The Energy.gov home page on Thursday.

The Trump administration’s DOE immediately removed most of the elements of the home page, including blog entries, news updates, information boxes and a video.

Whether the deletion is a sign of new policies or simply a clearing of the decks is unclear. A query to Trump’s transition team went unanswered. Trump’s pick to run DOE, former Texas Gov. Rick Perry, is awaiting confirmation by the Senate.

After this story’s publication, DOE’s press office made a statement by email. "Nothing was deleted, we just changed the format of the homepage. All the drop downs are still present with associated content, as are all the office pages," it said.

"Drop-downs" are the items in the page’s top navigation bar that link to other parts of the DOE website. The content of those drop-downs, and the pages they link to, appear to be unchanged since Obama’s departure.

The Obama-era site had links to elements that Trump’s fossil-fuel-friendly team might want to delete, such as pages trumpeting the prospects of clean energy and a video tour of a wind turbine. But it also had a blog post honoring J. Robert Oppenheimer, the physicist who led the project that invented the atomic bomb.

It makes sense for the Trump administration to change the website’s content, since it’s looking to distinguish itself from Obama’s policies, said Barry Rabe, a professor at the University of Michigan who also does research on energy and climate policy for the liberal-leaning Brookings Institution.
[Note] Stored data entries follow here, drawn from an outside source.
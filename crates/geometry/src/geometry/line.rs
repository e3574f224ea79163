use serde::{Deserialize, Serialize};

use super::vector::Vector3;
use crate::tolerance::{is_close, Real};

/// An infinite line through `origin` along a unit `direction`.
#[derive(Debug, Clone, Copy, PartialEq, Serialize, Deserialize)]
pub struct Line3<T> {
    direction: Vector3<T>,
    origin: Vector3<T>,
}

impl<T: Real> Line3<T> {
    /// Normalizes `direction`. Returns `None` when the direction is
    /// (close to) zero or either vector is not finite.
    pub fn new(direction: Vector3<T>, origin: Vector3<T>) -> Option<Self> {
        let direction = direction.normalized()?;
        origin.is_valid().then_some(Self { direction, origin })
    }

    /// The line through `a` and `b`, or `None` if the points coincide.
    pub fn from_points(a: Vector3<T>, b: Vector3<T>) -> Option<Self> {
        Self::new(b - a, a)
    }

    pub fn direction(&self) -> &Vector3<T> {
        &self.direction
    }

    pub fn origin(&self) -> &Vector3<T> {
        &self.origin
    }

    pub fn point_at(&self, t: T) -> Vector3<T> {
        self.origin + self.direction * t
    }

    pub fn contains(&self, p: &Vector3<T>) -> bool {
        (*p - self.origin).collinear(&self.direction)
    }

    /// Same line within tolerance, regardless of origin or orientation.
    pub fn is_close(&self, other: &Self) -> bool {
        self.direction.collinear(&other.direction)
            && (other.origin - self.origin).collinear(&self.direction)
    }

    /// The single point shared with `other`.
    ///
    /// Returns `None` for skew lines and for parallel lines; coincident
    /// lines are detected with [`Line3::is_close`] instead.
    pub fn intersection_point(&self, other: &Self) -> Option<Vector3<T>> {
        let origin_diff = other.origin - self.origin;
        if !is_close(origin_diff.triple(&self.direction, &other.direction), T::ZERO) {
            return None;
        }

        let dir_cross = self.direction.cross(&other.direction);
        if dir_cross.is_close(&Vector3::ZERO) {
            return None;
        }

        let t = origin_diff.cross(&other.direction).dot(&dir_cross) / dir_cross.norm2();
        Some(self.point_at(t))
    }
}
Energy.gov homepage on January 20, 2017.
The Energy.gov home page on Friday.

"Like any incoming president, he’s going to want some demonstrated action," Rabe said. "What’s easier than changing words on a website?"
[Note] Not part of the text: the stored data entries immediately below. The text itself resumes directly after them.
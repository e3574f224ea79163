//! Shared LIFO work stack drained by a scoped thread pool.
//!
//! Workers pop an item, may push follow-up items, and exit once the stack is
//! empty *and* no other worker is still processing an item that could push
//! more. Each popped item is tracked by a [`Ticket`]; dropping the ticket
//! (normally or while unwinding) publishes its pushes and wakes waiters.

use std::sync::{Condvar, Mutex, MutexGuard, PoisonError};
use std::thread;

struct StackState<W> {
    pending: Vec<W>,
    in_flight: usize,
}

pub(crate) struct WorkStack<W> {
    state: Mutex<StackState<W>>,
    ready: Condvar,
}

impl<W> WorkStack<W> {
    pub(crate) fn new(seed: Vec<W>) -> Self {
        Self {
            state: Mutex::new(StackState {
                pending: seed,
                in_flight: 0,
            }),
            ready: Condvar::new(),
        }
    }

    fn lock(&self) -> MutexGuard<'_, StackState<W>> {
        self.state.lock().unwrap_or_else(PoisonError::into_inner)
    }

    /// Blocks until an item is available or all work is done.
    fn pop(&self) -> Option<(W, Ticket<'_, W>)> {
        let mut state = self.lock();
        loop {
            if let Some(item) = state.pending.pop() {
                state.in_flight += 1;
                let ticket = Ticket {
                    stack: self,
                    produced: Vec::new(),
                };
                return Some((item, ticket));
            }
            if state.in_flight == 0 {
                return None;
            }
            state = self.ready.wait(state).unwrap_or_else(PoisonError::into_inner);
        }
    }
}

/// Marks one popped item as in flight until dropped.
pub(crate) struct Ticket<'a, W> {
    stack: &'a WorkStack<W>,
    produced: Vec<W>,
}

impl<W> Ticket<'_, W> {
    pub(crate) fn push(&mut self, item: W) {
        self.produced.push(item);
    }
}

impl<W> Drop for Ticket<'_, W> {
    fn drop(&mut self) {
        let mut state = self.stack.lock();
        state.in_flight -= 1;
        state.pending.append(&mut self.produced);
        drop(state);
        self.stack.ready.notify_all();
    }
}

/// Runs `work` on `workers` scoped threads until `stack` is exhausted.
///
/// Each worker owns a local accumulator created by `init`; the accumulators
/// are returned in worker order. A panicking worker is re-raised here after
/// the remaining workers finish.
pub(crate) fn drain<W, L, I, F>(stack: &WorkStack<W>, workers: usize, init: I, work: F) -> Vec<L>
where
    W: Send,
    L: Send,
    I: Fn() -> L + Sync,
    F: Fn(W, &mut Ticket<'_, W>, &mut L) + Sync,
{
    let workers = workers.max(1);

    thread::scope(|s| {
        let handles: Vec<_> = (0..workers)
            .map(|_| {
                let init = &init;
                let work = &work;

                s.spawn(move || {
                    let mut local = init();
                    while let Some((item, mut ticket)) = stack.pop() {
                        work(item, &mut ticket, &mut local);
                    }
                    local
                })
            })
            .collect();

        handles
            .into_iter()
            .map(|h| match h.join() {
                Ok(local) => local,
                Err(e) => std::panic::resume_unwind(e),
            })
            .collect()
    })
}

#[cfg(test)]
mod tests {
    use super::*;

    #[test]
    fn test_drains_seed_and_pushed_items() {
        // Each n > 0 pushes n - 1: seeding with 10 visits 10 + 9 + ... + 0.
        let stack = WorkStack::new(vec![10u32]);
        let locals = drain(&stack, 4, Vec::new, |n, ticket, seen: &mut Vec<u32>| {
            seen.push(n);
            if n > 0 {
                ticket.push(n - 1);
            }
        });
        assert_eq!(locals.len(), 4);
        let mut all: Vec<u32> = locals.into_iter().flatten().collect();
        all.sort_unstable();
        assert_eq!(all, (0..=10).collect::<Vec<_>>());
    }

    #[test]
    fn test_tree_fan_out() {
        // Binary fan-out to depth 6 yields 2^7 - 1 items.
        let stack = WorkStack::new(vec![0usize]);
        let counts = drain(&stack, 3, || 0usize, |depth, ticket, count| {
            *count += 1;
            if depth < 6 {
                ticket.push(depth + 1);
                ticket.push(depth + 1);
            }
        });
        assert_eq!(counts.iter().sum::<usize>(), 127);
    }

    #[test]
    fn test_empty_stack_returns_immediately() {
        let stack: WorkStack<u8> = WorkStack::new(Vec::new());
        let locals = drain(&stack, 2, || 0u8, |_, _, _| unreachable!());
        assert_eq!(locals, vec![0, 0]);
    }

    #[test]
    fn test_zero_workers_runs_one() {
        let stack = WorkStack::new(vec![1, 2, 3]);
        let sums = drain(&stack, 0, || 0, |n, _, sum| *sum += n);
        assert_eq!(sums, vec![6]);
    }

    #[test]
    #[should_panic(expected = "worker failed")]
    fn test_worker_panic_is_resumed() {
        let stack = WorkStack::new(vec![1, 2, 3, 4]);
        drain(&stack, 2, || (), |n, _, _| {
            if n == 3 {
                panic!("worker failed");
            }
        });
    }
}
Some fear Trump’s team will delete or alter public data related to energy and climate. Hackers have been racing against the clock to download information from federal databases, especially data related to climate research and U.S. EPA, in anticipation that it may be threatened under a new administration dismissive of action on climate change (Greenwire, Jan. 20).

On Trump’s new DOE home page, the only holdover is a set of rotating images at the top of the page, known in web-speak as the carousel. Though the carousel remains, its content has changed.
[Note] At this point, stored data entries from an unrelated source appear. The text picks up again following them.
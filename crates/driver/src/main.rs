//! Reads `N` triangles from stdin and prints the indices of those that
//! intersect at least one other triangle.

use std::io::{self, Read, Write};

use anyhow::{Context, Result};
use clap::Parser;
use tracing::info;
use tracing_subscriber::EnvFilter;
use triangles_driver::{render, solve, IndexBase, Method, OutputFormat};
use triangles_geometry::OctreeConfig;

#[derive(Parser, Debug)]
#[command(author, version, about = "Report triangles that intersect at least one other triangle")]
struct Args {
    /// Print 1-based indices instead of 0-based
    #[arg(long)]
    one_based: bool,
    /// Compare every pair directly instead of building an octree
    #[arg(long)]
    brute_force: bool,
    /// Octree nodes with this many triangles or fewer are not split
    #[arg(long, default_value_t = OctreeConfig::default().min_node_size)]
    min_node_size: usize,
    /// Maximum octree depth
    #[arg(long, default_value_t = OctreeConfig::default().max_depth)]
    max_depth: usize,
    /// Worker threads (defaults to the available parallelism)
    #[arg(long)]
    workers: Option<usize>,
    /// Use single-precision arithmetic
    #[arg(long)]
    single: bool,
    /// Print the indices as a JSON array
    #[arg(long)]
    json: bool,
}

impl Args {
    fn method(&self) -> Method {
        if self.brute_force {
            return Method::BruteForce;
        }
        let config = OctreeConfig {
            min_node_size: self.min_node_size,
            max_depth: self.max_depth,
            ..OctreeConfig::default()
        };
        Method::Octree(config.with_workers(self.workers.unwrap_or(0)))
    }
}

fn main() -> Result<()> {
    let args = Args::parse();

    tracing_subscriber::fmt()
        .with_env_filter(EnvFilter::try_from_default_env().unwrap_or_else(|_| EnvFilter::new("warn")))
        .with_writer(io::stderr)
        .init();

    let mut input = String::new();
    io::stdin()
        .read_to_string(&mut input)
        .context("failed to read triangles from stdin")?;

    let method = args.method();
    info!(?method, single = args.single, "solving");
    let found = if args.single {
        solve::<f32>(&input, &method)
    } else {
        solve::<f64>(&input, &method)
    }
    .context("invalid triangle input")?;

    let base = if args.one_based { IndexBase::One } else { IndexBase::Zero };
    let format = if args.json { OutputFormat::Json } else { OutputFormat::Lines };
    let rendered = render(&found, base, format)?;

    let mut stdout = io::stdout().lock();
    stdout.write_all(rendered.as_bytes())?;
    stdout.flush()?;
    Ok(())
}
As of Obama’s last day in office, the carousel featured five items: an exit interview with Ernest Moniz, the outgoing Energy secretary; a report on the state of the national laboratories; a DOE exit memo; a summary of Mission Innovation, an international commitment to clean-energy funding that may be in peril under Trump (Climatewire, Jan. 9); and a primer on home heating. Over the last month, the carousel has also featured solar energy and wind energy.

The new Trump-era carousel trimmed the number of items to four and featured links to generic content, including the department’s mission site, a landing page for the national labs, and primers on how the power grid works and on energy saving.

As of yesterday afternoon, all other content linked from the DOE home page appeared identical to how Obama’s people left it.

On a larger scale, removing information from a government website raises questions about the Trump administration’s commitment to openness. The DOE site and others across the government provide vital data for academic researchers, private industry and others, said Luke Bassett, a former staffer in DOE’s policy office who now works at the Democrat-aligned Center for American Progress.

"For those public goods to be taken away from the people who’ve paid for them and who use them and rely on them … I think that would be truly a shame," Bassett said.